Over the past school year, Hall County Schools has taken some of the first steps of its 10-year facilities plan.
The $258 million lineup of projects was first introduced to the public by Hall’s school board on in August 2019. It designates funds for building Cherokee Bluff Middle school, adding an agri-business center, replacing seven elementary schools with four, and renovations and construction at Lyman Hall Elementary, Sardis Elementary and Johnson High School.
Cherokee Bluff Middle School
Construction has already begun for the new $44 million Cherokee Bluff Middle School, which is anticipated to open in fall 2022.

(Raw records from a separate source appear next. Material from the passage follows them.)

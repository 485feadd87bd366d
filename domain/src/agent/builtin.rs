//! Built-in agent registry (version 1)
//!
//! Six default agents review every project. Fourteen optional agents join
//! when the project's signals call for them.

use super::definition::AgentDefinition;
use super::rule::ActivationRule;
use crate::quorum::Severity;
use crate::signals::patterns;

/// Version of the built-in registry
pub const BUILTIN_REGISTRY_VERSION: u32 = 1;

/// Frameworks treated as machine-learning stacks
pub const ML_FRAMEWORKS: &[&str] = &["pytorch", "tensorflow", "transformers", "keras", "scikit"];

/// Ids of the default agents
pub const DEFAULT_AGENT_IDS: &[&str] = &[
    "data-agent",
    "logic-agent",
    "test-agent",
    "security-agent",
    "infra-agent",
    "doc-agent",
];

fn pattern(name: &str) -> ActivationRule {
    ActivationRule::Pattern(name.to_string())
}

fn names(list: &[&str]) -> Vec<String> {
    list.iter().map(|s| s.to_string()).collect()
}

/// Definitions of the built-in registry, in registration order
pub fn builtin_definitions() -> Vec<AgentDefinition> {
    vec![
        // ==================== Default agents ====================
        AgentDefinition::default_agent(
            "data-agent",
            "Data Agent",
            "Validates inputs, file formats, and API schemas",
            Severity::High,
        ),
        AgentDefinition::default_agent(
            "logic-agent",
            "Logic Agent",
            "Ensures core logic correctness and control flow",
            Severity::High,
        ),
        AgentDefinition::default_agent(
            "test-agent",
            "Test Agent",
            "Enforces test coverage and regression control",
            Severity::High,
        ),
        AgentDefinition::default_agent(
            "security-agent",
            "Security Agent",
            "Scans for secrets, injections, and vulnerable dependencies",
            Severity::Critical,
        ),
        AgentDefinition::default_agent(
            "infra-agent",
            "Infrastructure Agent",
            "Checks build, containers, and CI/CD safety",
            Severity::High,
        ),
        AgentDefinition::default_agent(
            "doc-agent",
            "Documentation Agent",
            "Verifies docs and README sync with code",
            Severity::Medium,
        ),
        // ==================== Optional agents ====================
        AgentDefinition::optional(
            "performance-agent",
            "Performance Agent",
            "Detected API/backend services or performance-critical code",
            ActivationRule::AnyOf(vec![
                pattern(patterns::API),
                pattern(patterns::DATA_PIPELINE),
                ActivationRule::AnyLanguage(names(&["go", "rs", "cpp"])),
                ActivationRule::AnyFramework(names(&[
                    "fastapi", "flask", "express", "fastify", "gin", "actix",
                ])),
            ]),
            Severity::High,
        ),
        AgentDefinition::optional(
            "refactor-agent",
            "Refactor Agent",
            "Detected mature codebase that could benefit from refactoring",
            ActivationRule::FilesOver(50),
            Severity::Medium,
        ),
        AgentDefinition::optional(
            "observability-agent",
            "Observability Agent",
            "Detected observability or distributed systems patterns",
            ActivationRule::AnyOf(vec![
                ActivationRule::AllOf(vec![pattern(patterns::API), pattern(patterns::DOCKER)]),
                ActivationRule::AnyFramework(names(&["prometheus", "datadog", "newrelic", "sentry"])),
            ]),
            Severity::Medium,
        ),
        AgentDefinition::optional(
            "research-agent",
            "Research Agent",
            "Detected fast-moving tech stack (AI/ML)",
            ActivationRule::AnyFramework(names(ML_FRAMEWORKS)),
            Severity::Low,
        ),
        AgentDefinition::optional(
            "devex-agent",
            "DevEx Agent",
            "Detected team-scale repository",
            ActivationRule::MinContributors(3),
            Severity::Low,
        ),
        AgentDefinition::optional(
            "ux-accessibility-agent",
            "UX/Accessibility Agent",
            "Detected frontend/UI project",
            ActivationRule::AnyOf(vec![
                pattern(patterns::FRONTEND),
                ActivationRule::AnyFramework(names(&["react", "vue", "angular", "svelte", "next"])),
                ActivationRule::AnyLanguage(names(&["jsx", "tsx", "vue"])),
            ]),
            Severity::Medium,
        ),
        AgentDefinition::optional(
            "error-handling-agent",
            "Error Handling Agent",
            "Detected production codebase",
            ActivationRule::AnyOf(vec![pattern(patterns::DOCKER), pattern(patterns::CI)]),
            Severity::High,
        ),
        AgentDefinition::optional(
            "dependency-agent",
            "Dependency Agent",
            "Detected package manager with dependencies",
            pattern(patterns::DEPENDENCIES),
            Severity::High,
        ),
        AgentDefinition::optional(
            "build-agent",
            "Build Agent",
            "Detected CI/CD pipelines",
            pattern(patterns::CI),
            Severity::High,
        ),
        AgentDefinition::optional(
            "cost-agent",
            "Cost Optimization Agent",
            "Detected cloud/serverless infrastructure",
            ActivationRule::AnyOf(vec![pattern(patterns::SERVERLESS), pattern(patterns::CLOUD)]),
            Severity::Medium,
        ),
        AgentDefinition::optional(
            "knowledge-agent",
            "Knowledge Agent",
            "Detected documentation system",
            pattern(patterns::DOCS),
            Severity::Low,
        ),
        AgentDefinition::optional(
            "ethics-compliance-agent",
            "Ethics & Compliance Agent",
            "Detected compliance requirements",
            pattern(patterns::COMPLIANCE),
            Severity::Critical,
        ),
        AgentDefinition::optional(
            "benchmark-agent",
            "Benchmark Agent",
            "Detected benchmark or performance testing",
            pattern(patterns::BENCHMARK),
            Severity::Medium,
        ),
        AgentDefinition::optional(
            "security-redteam-agent",
            "Security Red Team Agent",
            "Detected customer-facing or public services",
            pattern(patterns::PUBLIC_API),
            Severity::Critical,
        ),
    ]
}
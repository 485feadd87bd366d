//! JSONL event log plus JSON aggregate snapshot.
//!
//! Every [`MetricsEvent`] is one line of `events.jsonl`. The aggregate in
//! `aggregate.json` is replaced atomically (temp file + rename). On load it
//! catches up with log events it does not cover yet, and it is rebuilt from
//! the log whenever it is missing, unreadable, or ahead of the log.

use gate_application::ports::metrics_store::{MetricsReadError, MetricsStore, MetricsWriteError};
use gate_domain::{MetricsAggregate, MetricsEvent};
use std::fs::{self, File, OpenOptions};
use std::io::{BufRead, BufReader, ErrorKind, Read, Seek, SeekFrom, Write};
use std::path::{Path, PathBuf};
use std::sync::{Mutex, PoisonError};
use tracing::{debug, warn};

/// Append-only verdict log
pub const EVENTS_FILE: &str = "events.jsonl";

/// Derived counters snapshot
pub const AGGREGATE_FILE: &str = "aggregate.json";

/// File-backed metrics store rooted at a directory.
///
/// Writes go through one mutex, so a store instance is the single writer
/// for its directory within the process.
pub struct JsonlMetricsStore {
    dir: PathBuf,
    write_lock: Mutex<()>,
}

impl JsonlMetricsStore {
    /// Create a store for `dir`. The directory is created on first write.
    pub fn new(dir: impl Into<PathBuf>) -> Self {
        Self {
            dir: dir.into(),
            write_lock: Mutex::new(()),
        }
    }

    pub fn dir(&self) -> &Path {
        &self.dir
    }

    pub fn events_path(&self) -> PathBuf {
        self.dir.join(EVENTS_FILE)
    }

    pub fn aggregate_path(&self) -> PathBuf {
        self.dir.join(AGGREGATE_FILE)
    }

    fn read_aggregate_file(&self) -> Option<MetricsAggregate> {
        let path = self.aggregate_path();
        let content = match fs::read_to_string(&path) {
            Ok(content) => content,
            Err(e) if e.kind() == ErrorKind::NotFound => return None,
            Err(e) => {
                warn!("Cannot read {}: {}", path.display(), e);
                return None;
            }
        };
        match serde_json::from_str(&content) {
            Ok(aggregate) => Some(aggregate),
            Err(e) => {
                warn!("Corrupt metrics aggregate {}: {}", path.display(), e);
                None
            }
        }
    }
}

impl MetricsStore for JsonlMetricsStore {
    fn append_events(&self, events: &[MetricsEvent]) -> Result<(), MetricsWriteError> {
        if events.is_empty() {
            return Ok(());
        }

        let mut buffer = String::new();
        for event in events {
            buffer.push_str(&serde_json::to_string(event)?);
            buffer.push('\n');
        }

        let _guard = self.write_lock.lock().unwrap_or_else(PoisonError::into_inner);
        fs::create_dir_all(&self.dir)?;
        let mut file = OpenOptions::new()
            .create(true)
            .read(true)
            .append(true)
            .open(self.events_path())?;
        // A torn final line from an interrupted write must not swallow this batch
        if ends_mid_line(&mut file)? {
            buffer.insert(0, '\n');
        }
        append_or_rollback(&mut file, |file| {
            file.write_all(buffer.as_bytes())?;
            file.sync_data()
        })?;

        debug!("Appended {} metrics events", events.len());
        Ok(())
    }

    fn persist_aggregate(&self, aggregate: &MetricsAggregate) -> Result<(), MetricsWriteError> {
        let json = serde_json::to_string_pretty(aggregate)?;

        let _guard = self.write_lock.lock().unwrap_or_else(PoisonError::into_inner);
        fs::create_dir_all(&self.dir)?;
        let target = self.aggregate_path();
        let tmp = self.dir.join(format!("{}.tmp", AGGREGATE_FILE));
        {
            let mut file = File::create(&tmp)?;
            file.write_all(json.as_bytes())?;
            file.sync_all()?;
        }
        fs::rename(&tmp, &target)?;
        Ok(())
    }

    fn load_aggregate(&self) -> Result<MetricsAggregate, MetricsReadError> {
        let events = self.read_events()?;
        let logged = events.len() as u64;

        match self.read_aggregate_file() {
            Some(mut aggregate) if aggregate.events_applied <= logged => {
                let missing = &events[aggregate.events_applied as usize..];
                if !missing.is_empty() {
                    debug!("Applying {} events missing from the aggregate", missing.len());
                }
                for event in missing {
                    aggregate.apply(event);
                }
                Ok(aggregate)
            }
            Some(aggregate) => {
                warn!(
                    "Metrics aggregate covers {} events but the log holds {}; rebuilding",
                    aggregate.events_applied, logged
                );
                Ok(MetricsAggregate::replay(&events))
            }
            None => {
                if !events.is_empty() {
                    debug!("Rebuilding metrics aggregate from {} events", events.len());
                }
                Ok(MetricsAggregate::replay(&events))
            }
        }
    }

    fn read_events(&self) -> Result<Vec<MetricsEvent>, MetricsReadError> {
        let path = self.events_path();
        let file = match File::open(&path) {
            Ok(file) => file,
            Err(e) if e.kind() == ErrorKind::NotFound => return Ok(Vec::new()),
            Err(e) => return Err(e.into()),
        };

        let mut events = Vec::new();
        for (index, line) in BufReader::new(file).lines().enumerate() {
            let line = line?;
            if line.trim().is_empty() {
                continue;
            }
            match serde_json::from_str::<MetricsEvent>(&line) {
                Ok(event) => events.push(event),
                Err(e) => warn!(
                    "Skipping corrupt metrics line {} in {}: {}",
                    index + 1,
                    path.display(),
                    e
                ),
            }
        }
        Ok(events)
    }
}

/// Run `write` against the log, cutting the file back to its previous
/// length if it fails so a retried batch is never logged twice
fn append_or_rollback(
    file: &mut File,
    write: impl FnOnce(&mut File) -> std::io::Result<()>,
) -> std::io::Result<()> {
    let start = file.metadata()?.len();
    if let Err(e) = write(file) {
        if let Err(rollback) = file.set_len(start) {
            warn!("Cannot roll back partial metrics write: {}", rollback);
        }
        return Err(e);
    }
    Ok(())
}

fn ends_mid_line(file: &mut File) -> std::io::Result<bool> {
    if file.metadata()?.len() == 0 {
        return Ok(false);
    }
    let mut last = [0u8; 1];
    file.seek(SeekFrom::End(-1))?;
    file.read_exact(&mut last)?;
    Ok(last[0] != b'\n')
}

Matt Cox, Hall’s executive director of facilities and construction, said the building will encompass 209,700 square feet and sit on the current Cherokee Bluff Middle/High’s 138-acre property. It will house students rising from Friendship Elementary, Spout Springs Elementary, Chestnut Mountain Creative School of Inquiry and Myers Elementary.
“It is making tremendous progress,” Hall Superintendent Will Schofield said. “We’re certainly excited about what that’s going to do for growing that corridor.”
New elementary schools
The 10-year plan also allots $109 million to build four new elementary schools to replace seven: McEver Arts Academy, Myers Elementary, Oakwood Elementary, Riverbend Elementary, White Sulphur Elementary, Tadmore Elementary and World Language Academy.
So far, the district has only revealed its intentions to combine Riverbend with White Sulphur. Cox said the project has a late fall 2021 ground breaking date, which hasn’t been finalized yet, and is expected to open to students in fall 2023. The system has already purchased 31 acres of land on Ramsey Road near Ga. 365 for the new elementary campus location.
Schofield explained that the two reasons behind demolishing and rebuilding the schools stemmed from their age and outdated design. Around 50-70 years ago, the schools were built for 400 students. The average student population at the district’s elementary schools is around 500. The four new school buildings have an anticipated capacity of around 1,000 students.
“Some of the exciting things about replacing two of these schools with one is that they're extremely small at the current time in terms of their enrollment,” Schofield said. “ … And, some are 50 to 70 years old. Quite honestly, even though we’ve got a maintenance department I’d put up against anybody, they just have become more work than they’re worth. We just really look forward to updating that elementary fleet over the next three to four to five years.”
Schofield said plans for the remaining five elementary schools have yet to be confirmed. As for the name of the first new elementary school, he said the system will receive community input before making a final decision.
“We’ll try to come up with something that takes into account that we’re bringing two very distinct and proud heritages together, and at the same time, speaks about something new,” Schofield said.
The system is also picking up on the heritage of the area with another project.
The sound of buzzing and mooing will soon be heard in North Hall with the development of a 51-acre working farm designated to teach lessons in agri-business to middle and high schoolers. During the fall of 2020, Hall closed on the plot of land priced at $775,000. Schofield said this spring the district will start bringing in cattle to the land as well as 20 hives of bees.
“It’s going to be a real opportunity in an enjoyable way to open all of our students’ eyes to the power of agriculture in our state and in our lives,” he said.
The school system is working out its plans for constructing a barn to house the cattle and restrooms and a space where people can check into the farm. The ultimate goal of the property, Schofield said, would be to build an Agribusiness Center. The 10-year facilities plan designates $4 million toward erecting this building.
For the future of the site, Schofield said he envisions it to not only house cows for students to use for cattle shows but a genetics operation. He said students will be able to learn about artificial insemination and embryo transplants.
“We want to offer world glass genetics to this community and Georgia agriculture at large,” Schofield said. “This is more than having a few calves munching on grass.”